Thank you ! Up untill Obamination Congress spent about $1.40 for every $1.00 it received in taxes and now under Obamination the ratio is of course worse. It is IMPOSSIBLE to reduce our debt no matter how much taxes are raised when we spend 40% more than we take in. Our collective debt just like any personal debt is caused by SPENDING!

November 12, 2011 at 8:13 a.m.
EaTn said...

Ronald Reagan was a mediocre actor/president.

November 12, 2011 at 4 p.m.
conservative said...

To make matters worse 47% of American households pay no federal income taxes. They are the ones eligible for food stamps, free school lunches for their children, free or heavily subsidized health care, subsidized rent, section 8 housing, wellfare, and tax credits to name some. These 47% are responsible for much of our debt yet irresponsibly clamor for more programs for which they will qualify. The makers have got to get control if this country is to survive.

November 12, 2011 at 4:59 p.m.
chet123 said...

CONSERVATIVE....Where were you when George Bush dumped this deficit on Obama that was once a surplus...hmmmmm...i dont expect this or any President to clear this mess in only 4 years.....Obama is doing fine with a do nothing republican congress who have about 3% approval rating...

CONSERVATIVE...You say 47% of American households pay no incomes Taxes,,,really, really.....What does that say about the income gap between the "working/middle class" and the "rich and greedy" hmmmmm..hmmmmmmm.thanks for making my point for me....

November 12, 2011 at 5:14 p.m.
Rickaroo said...

Chet, 47% is stuck on con's brain like a tumor. He whines about that all the time. It's perfectly okay in his mind that the big corporations get their corporate welfare and the super rich have all their tax loopholes that cut their taxes to even less than what the middle class pays, but it makes him ill to think that the poor, the unemployed, and those on SS, who make up the majority of that 47%, don't pay any federal income tax. Of course, they don't make enough to pay in the first place but he thinks that they should be bled even dryer than they already are. How he thinks that taking money they don't even have from those who have to struggle to put food on the table and pay the rent or mortgage will alleviate the deficit is anybody's guess but such is his logic.

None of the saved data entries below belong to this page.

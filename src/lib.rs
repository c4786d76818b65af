pub mod config;
pub mod craft_of_exile;
pub mod knowledge;
pub mod planner;
pub mod pob;
pub mod repoe;
pub mod strategy;
pub mod sync;

use std::path::{Path, PathBuf};

use config::KbConfig;

/// Environment variable overriding the data directory.
pub const DATA_DIR_ENV_VAR: &str = "POE_KB_DATA_DIR";

/// How many rotated log files are kept next to the active one.
const LOG_ROTATIONS: u32 = 3;

/// Resolve the directory holding the curated datasets.
///
/// 1. `data_dir` from the config file.
/// 2. `POE_KB_DATA_DIR`.
/// 3. `./data` when it exists.
/// 4. The platform data directory (`$XDG_DATA_HOME/poe-craft-kb` on Linux,
///    `~/Library/Application Support/poe-craft-kb` on macOS).
pub fn data_dir(config: &KbConfig) -> PathBuf {
    pick_data_dir(
        config.data_dir.as_deref(),
        std::env::var(DATA_DIR_ENV_VAR).ok(),
        Path::new("data"),
    )
}

fn pick_data_dir(configured: Option<&Path>, env_value: Option<String>, local: &Path) -> PathBuf {
    if let Some(dir) = configured {
        return dir.to_path_buf();
    }
    if let Some(dir) = env_value.filter(|value| !value.trim().is_empty()) {
        return PathBuf::from(config::expand_tilde(&dir));
    }
    if local.is_dir() {
        return local.to_path_buf();
    }
    if let Some(dir) = dirs::data_dir() {
        return dir.join("poe-craft-kb");
    }
    dirs::home_dir()
        .unwrap_or_else(|| PathBuf::from("."))
        .join(".poe-craft-kb")
}

/// Initialize the tracing subscriber.
///
/// `RUST_LOG` wins over `filter`. Logs go to stderr unless `log_file` is
/// set, in which case the previous files are rotated and each line is
/// flushed as it is written. Calling this twice is a no-op.
pub fn init_tracing(filter: &str, json: bool, log_file: Option<&Path>) -> std::io::Result<()> {
    use tracing_subscriber::fmt;
    use tracing_subscriber::fmt::writer::BoxMakeWriter;
    use tracing_subscriber::EnvFilter;

    let env_filter = EnvFilter::try_from_default_env().unwrap_or_else(|_| EnvFilter::new(filter));

    let (writer, ansi) = match log_file {
        Some(path) => {
            if let Some(parent) = path.parent() {
                std::fs::create_dir_all(parent)?;
            }
            rotate_log_file(path, LOG_ROTATIONS);
            let file = std::fs::OpenOptions::new()
                .create(true)
                .append(true)
                .open(path)?;
            (BoxMakeWriter::new(FlushingWriter::new(file)), false)
        }
        None => (BoxMakeWriter::new(std::io::stderr), true),
    };

    let builder = fmt::fmt()
        .with_env_filter(env_filter)
        .with_writer(writer)
        .with_target(true)
        .with_thread_ids(false);

    // Already-initialised subscribers are left in place.
    let _ = if json {
        builder.json().try_init()
    } else {
        builder.with_ansi(ansi).try_init()
    };

    tracing::debug!(
        version = env!("CARGO_PKG_VERSION"),
        log_file = ?log_file.map(Path::display),
        "tracing initialised"
    );
    Ok(())
}

/// Rotate log files: `poe-kb.log` → `poe-kb.log.1` → `.2` → … → `.{keep}`.
///
/// Oldest file beyond `keep` is deleted. Missing files in the chain are skipped.
fn rotate_log_file(base_path: &Path, keep: u32) {
    let oldest = format!("{}.{keep}", base_path.display());
    let _ = std::fs::remove_file(&oldest);

    for i in (1..keep).rev() {
        let from = format!("{}.{i}", base_path.display());
        let to = format!("{}.{}", base_path.display(), i + 1);
        let _ = std::fs::rename(&from, &to);
    }

    if base_path.exists() {
        let to = format!("{}.1", base_path.display());
        let _ = std::fs::rename(base_path, &to);
    }
}

/// A writer that wraps `std::fs::File` and flushes after every write.
#[derive(Clone)]
struct FlushingWriter {
    file: std::sync::Arc<std::sync::Mutex<std::fs::File>>,
}

impl FlushingWriter {
    fn new(file: std::fs::File) -> Self {
        Self {
            file: std::sync::Arc::new(std::sync::Mutex::new(file)),
        }
    }
}

impl std::io::Write for FlushingWriter {
    fn write(&mut self, buf: &[u8]) -> std::io::Result<usize> {
        let mut f = self
            .file
            .lock()
            .map_err(|e| std::io::Error::other(format!("lock poisoned: {e}")))?;
        let n = std::io::Write::write(&mut *f, buf)?;
        std::io::Write::flush(&mut *f)?;
        Ok(n)
    }

    fn flush(&mut self) -> std::io::Result<()> {
        let mut f = self
            .file
            .lock()
            .map_err(|e| std::io::Error::other(format!("lock poisoned: {e}")))?;
        std::io::Write::flush(&mut *f)
    }
}

impl<'a> tracing_subscriber::fmt::MakeWriter<'a> for FlushingWriter {
    type Writer = FlushingWriter;

    fn make_writer(&'a self) -> Self::Writer {
        self.clone()
    }
}

// ─── Tests ──────────────────────────────────────────────────────────────────

#[cfg(test)]
mod tests {
    use super::*;
    use std::io::Write;
    use tempfile::TempDir;

    #[test]
    fn configured_dir_beats_env_and_local() {
        let dir = TempDir::new().unwrap();
        let picked = pick_data_dir(Some(Path::new("/cfg")), Some("/env".into()), dir.path());
        assert_eq!(picked, PathBuf::from("/cfg"));
        let picked = pick_data_dir(None, Some("/env".into()), dir.path());
        assert_eq!(picked, PathBuf::from("/env"));
    }

    #[test]
    fn local_data_dir_used_when_present() {
        let dir = TempDir::new().unwrap();
        assert_eq!(pick_data_dir(None, Some("  ".into()), dir.path()), dir.path());
        let missing = dir.path().join("absent");
        let fallback = pick_data_dir(None, None, &missing);
        assert_ne!(fallback, missing);
        assert!(fallback.ends_with("poe-craft-kb") || fallback.ends_with(".poe-craft-kb"));
    }

    #[test]
    fn rotation_shifts_and_drops_oldest() {
        let dir = TempDir::new().unwrap();
        let log = dir.path().join("poe-kb.log");
        for (name, body) in [("poe-kb.log", "current"), ("poe-kb.log.1", "one"), ("poe-kb.log.2", "two")] {
            std::fs::write(dir.path().join(name), body).unwrap();
        }

        rotate_log_file(&log, 2);

        assert!(!log.exists());
        assert_eq!(std::fs::read_to_string(dir.path().join("poe-kb.log.1")).unwrap(), "current");
        assert_eq!(std::fs::read_to_string(dir.path().join("poe-kb.log.2")).unwrap(), "one");
    }

    #[test]
    fn flushing_writer_writes_through() {
        let dir = TempDir::new().unwrap();
        let path = dir.path().join("out.log");
        let file = std::fs::File::create(&path).unwrap();
        let mut writer = FlushingWriter::new(file);
        writer.write_all(b"line\n").unwrap();
        assert_eq!(std::fs::read_to_string(&path).unwrap(), "line\n");
    }
}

November 12, 2011 at 8:04 p.m.
SCOTTYM said...

"Where were you when George Bush dumped this deficit on Obama that was once a surplus...hmmmmm"

Propaganda alert!!!! Good propaganda always has a kernel of truth, and I see it. The total federal budget did have surpluses in the past. Of course it hasn't happened since 1957, and the lie is that it has happened much more recently and was pi$$ed away by GWB.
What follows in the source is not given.